The budget airline saw passenger numbers increase by 13% to 58 million in the six months up to the end of September.
It carried more than 10 million passengers in July alone.
Its full-year target was revised up by a million to 105 million, notably above last year’s 90.5 million total.
The raised guidance depends on the strength of its bookings in the fourth quarter, which it admits it has “almost zero visibility on”.
It added that its load factor how full each flight is lifted by 4% to 93% during the period.
Ryanair boss Michael O’Leary put the strong first-half performance down to a combination of miserable weather, fuel savings and a strong pound.
“We are pleased to report this strong set of results,” he said.
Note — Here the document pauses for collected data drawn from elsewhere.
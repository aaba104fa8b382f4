//! Measurement units and the direct conversion table.
//!
//! The table is a closed set of pairwise factors. A missing pair is never
//! inferred from its reverse or chained through intermediate units: callers
//! get [`EngineError::NoDirectConversion`] and decide their own fallback.

use std::{collections::HashMap, fmt, str::FromStr};

use rust_decimal::Decimal;
use serde::{Deserialize, Serialize};

use crate::{EngineError, ResultEngine, util::normalize_name_key};

/// Recognized measurement units.
///
/// The storage code (see [`Unit::code`]) is the short form used by kitchen
/// technical sheets: `cs` for tablespoon, `xic` for cup, `qb` for "to taste".
#[derive(Clone, Copy, Debug, PartialEq, Eq, Hash, PartialOrd, Ord, Serialize, Deserialize)]
pub enum Unit {
    #[serde(rename = "kg")]
    Kilogram,
    #[serde(rename = "g")]
    Gram,
    #[serde(rename = "mg")]
    Milligram,
    #[serde(rename = "l")]
    Liter,
    #[serde(rename = "dl")]
    Deciliter,
    #[serde(rename = "cl")]
    Centiliter,
    #[serde(rename = "ml")]
    Milliliter,
    #[serde(rename = "cs")]
    Tablespoon,
    #[serde(rename = "cc")]
    Teaspoon,
    #[serde(rename = "xic")]
    Cup,
    #[serde(rename = "pt")]
    Pinch,
    #[serde(rename = "gt")]
    Drop,
    /// A single piece (one egg, one onion).
    #[serde(rename = "und")]
    Piece,
    #[serde(rename = "dz")]
    Dozen,
    /// "Quanto baste": used freely, never costed.
    #[serde(rename = "qb")]
    ToTaste,
}

impl Unit {
    pub const ALL: [Unit; 15] = [
        Unit::Kilogram,
        Unit::Gram,
        Unit::Milligram,
        Unit::Liter,
        Unit::Deciliter,
        Unit::Centiliter,
        Unit::Milliliter,
        Unit::Tablespoon,
        Unit::Teaspoon,
        Unit::Cup,
        Unit::Pinch,
        Unit::Drop,
        Unit::Piece,
        Unit::Dozen,
        Unit::ToTaste,
    ];

    /// Canonical storage code.
    #[must_use]
    pub const fn code(self) -> &'static str {
        match self {
            Unit::Kilogram => "kg",
            Unit::Gram => "g",
            Unit::Milligram => "mg",
            Unit::Liter => "l",
            Unit::Deciliter => "dl",
            Unit::Centiliter => "cl",
            Unit::Milliliter => "ml",
            Unit::Tablespoon => "cs",
            Unit::Teaspoon => "cc",
            Unit::Cup => "xic",
            Unit::Pinch => "pt",
            Unit::Drop => "gt",
            Unit::Piece => "und",
            Unit::Dozen => "dz",
            Unit::ToTaste => "qb",
        }
    }
}

impl fmt::Display for Unit {
    fn fmt(&self, f: &mut fmt::Formatter<'_>) -> fmt::Result {
        f.write_str(self.code())
    }
}

impl FromStr for Unit {
    type Err = EngineError;

    fn from_str(s: &str) -> Result<Self, Self::Err> {
        let unit = match s.trim().to_ascii_lowercase().as_str() {
            "kg" | "kilogram" => Unit::Kilogram,
            "g" | "gram" => Unit::Gram,
            "mg" | "milligram" => Unit::Milligram,
            "l" | "liter" | "litre" => Unit::Liter,
            "dl" | "deciliter" => Unit::Deciliter,
            "cl" | "centiliter" => Unit::Centiliter,
            "ml" | "milliliter" => Unit::Milliliter,
            "cs" | "tbsp" | "tablespoon" => Unit::Tablespoon,
            "cc" | "tsp" | "teaspoon" => Unit::Teaspoon,
            "xic" | "cup" => Unit::Cup,
            "pt" | "pinch" => Unit::Pinch,
            "gt" | "drop" => Unit::Drop,
            "und" | "unit" | "piece" => Unit::Piece,
            "dz" | "dozen" => Unit::Dozen,
            "qb" | "to-taste" | "to_taste" => Unit::ToTaste,
            other => {
                return Err(EngineError::InvalidName(format!("unknown unit: {other}")));
            }
        };
        Ok(unit)
    }
}

/// `(from, to, mantissa, scale)`: factor is `mantissa * 10^-scale`.
const STANDARD_FACTORS: [(Unit, Unit, i64, u32); 15] = [
    // weight
    (Unit::Kilogram, Unit::Gram, 1000, 0),
    (Unit::Gram, Unit::Kilogram, 1, 3),
    (Unit::Gram, Unit::Milligram, 1000, 0),
    (Unit::Milligram, Unit::Gram, 1, 3),
    // volume
    (Unit::Liter, Unit::Milliliter, 1000, 0),
    (Unit::Milliliter, Unit::Liter, 1, 3),
    (Unit::Liter, Unit::Deciliter, 10, 0),
    (Unit::Deciliter, Unit::Liter, 1, 1),
    (Unit::Deciliter, Unit::Centiliter, 10, 0),
    (Unit::Centiliter, Unit::Deciliter, 1, 1),
    (Unit::Centiliter, Unit::Milliliter, 10, 0),
    (Unit::Milliliter, Unit::Centiliter, 1, 1),
    // kitchen measures, approximated in ml
    (Unit::Tablespoon, Unit::Milliliter, 15, 0),
    (Unit::Teaspoon, Unit::Milliliter, 5, 0),
    (Unit::Cup, Unit::Milliliter, 240, 0),
];

/// Culinary approximations: kilograms per piece, keyed by ingredient name.
const STANDARD_PIECE_WEIGHTS: [(&str, i64, u32); 3] = [
    ("cebola", 150, 3),
    ("alho", 5, 3),
    ("ovo", 50, 3),
];

/// Immutable table of direct unit conversion factors.
///
/// Build it once at start-up (see [`ConversionTable::standard`]) and hand it
/// to the costing engine.
#[derive(Clone, Debug, Default)]
pub struct ConversionTable {
    factors: HashMap<(Unit, Unit), Decimal>,
    piece_weights: HashMap<String, Decimal>,
}

impl ConversionTable {
    /// An empty table: only identity conversions succeed.
    #[must_use]
    pub fn empty() -> Self {
        Self::default()
    }

    /// The standard kitchen table, including piece weights for onion,
    /// garlic clove and egg.
    #[must_use]
    pub fn standard() -> Self {
        let factors = STANDARD_FACTORS
            .iter()
            .map(|&(from, to, mantissa, scale)| ((from, to), Decimal::new(mantissa, scale)))
            .collect();
        let piece_weights = STANDARD_PIECE_WEIGHTS
            .iter()
            .map(|&(name, mantissa, scale)| (name.to_string(), Decimal::new(mantissa, scale)))
            .collect();
        Self {
            factors,
            piece_weights,
        }
    }

    /// Add or replace the direct factor for `from -> to`.
    pub fn with_factor(mut self, from: Unit, to: Unit, factor: Decimal) -> ResultEngine<Self> {
        if factor <= Decimal::ZERO {
            return Err(EngineError::InvalidAmount(format!(
                "conversion factor {from} -> {to} must be > 0"
            )));
        }
        self.factors.insert((from, to), factor);
        Ok(self)
    }

    /// Add or replace the weight in kilograms of one piece of `ingredient`.
    pub fn with_piece_weight(mut self, ingredient: &str, kilograms: Decimal) -> ResultEngine<Self> {
        if kilograms <= Decimal::ZERO {
            return Err(EngineError::InvalidAmount(format!(
                "piece weight for '{ingredient}' must be > 0"
            )));
        }
        let key = normalize_name_key(ingredient, "ingredient")?;
        self.piece_weights.insert(key, kilograms);
        Ok(self)
    }

    /// Direct factor for `from -> to`, if any.
    #[must_use]
    pub fn factor(&self, from: Unit, to: Unit) -> Option<Decimal> {
        self.factors.get(&(from, to)).copied()
    }

    /// Kilograms per piece of the named ingredient, if known.
    #[must_use]
    pub fn piece_weight(&self, ingredient: &str) -> Option<Decimal> {
        let key = normalize_name_key(ingredient, "ingredient").ok()?;
        self.piece_weights.get(&key).copied()
    }

    /// Convert `quantity` from one unit to another with a single lookup.
    pub fn convert(&self, quantity: Decimal, from: Unit, to: Unit) -> ResultEngine<Decimal> {
        if from == to {
            return Ok(quantity);
        }
        self.factor(from, to)
            .map(|factor| quantity * factor)
            .ok_or(EngineError::NoDirectConversion { from, to })
    }

    /// Convert a quantity of a named ingredient.
    ///
    /// Falls back to the piece weight when converting pieces to kilograms.
    pub fn convert_ingredient(
        &self,
        quantity: Decimal,
        from: Unit,
        to: Unit,
        ingredient: &str,
    ) -> ResultEngine<Decimal> {
        match self.convert(quantity, from, to) {
            Err(EngineError::NoDirectConversion { .. })
                if from == Unit::Piece && to == Unit::Kilogram =>
            {
                self.piece_weight(ingredient)
                    .map(|weight| quantity * weight)
                    .ok_or(EngineError::NoDirectConversion { from, to })
            }
            other => other,
        }
    }
}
“We have enjoyed a bumper summer due to a very rare confluence of favourable events including stronger sterling, adverse weather in northern Europe, reasonably flat industry capacity and further savings on our unhedged fuel.”
The airline’s Always Getting Better customer experience improvement programme had helped drive stronger forward bookings and boost traffic growth.
Ryanair predicted that it would fly 180 million passengers a year by 2024 some 20 million more than previously forecast due to higher than expected load factors.
Such a rise would give the carrier almost a quarter of the European market.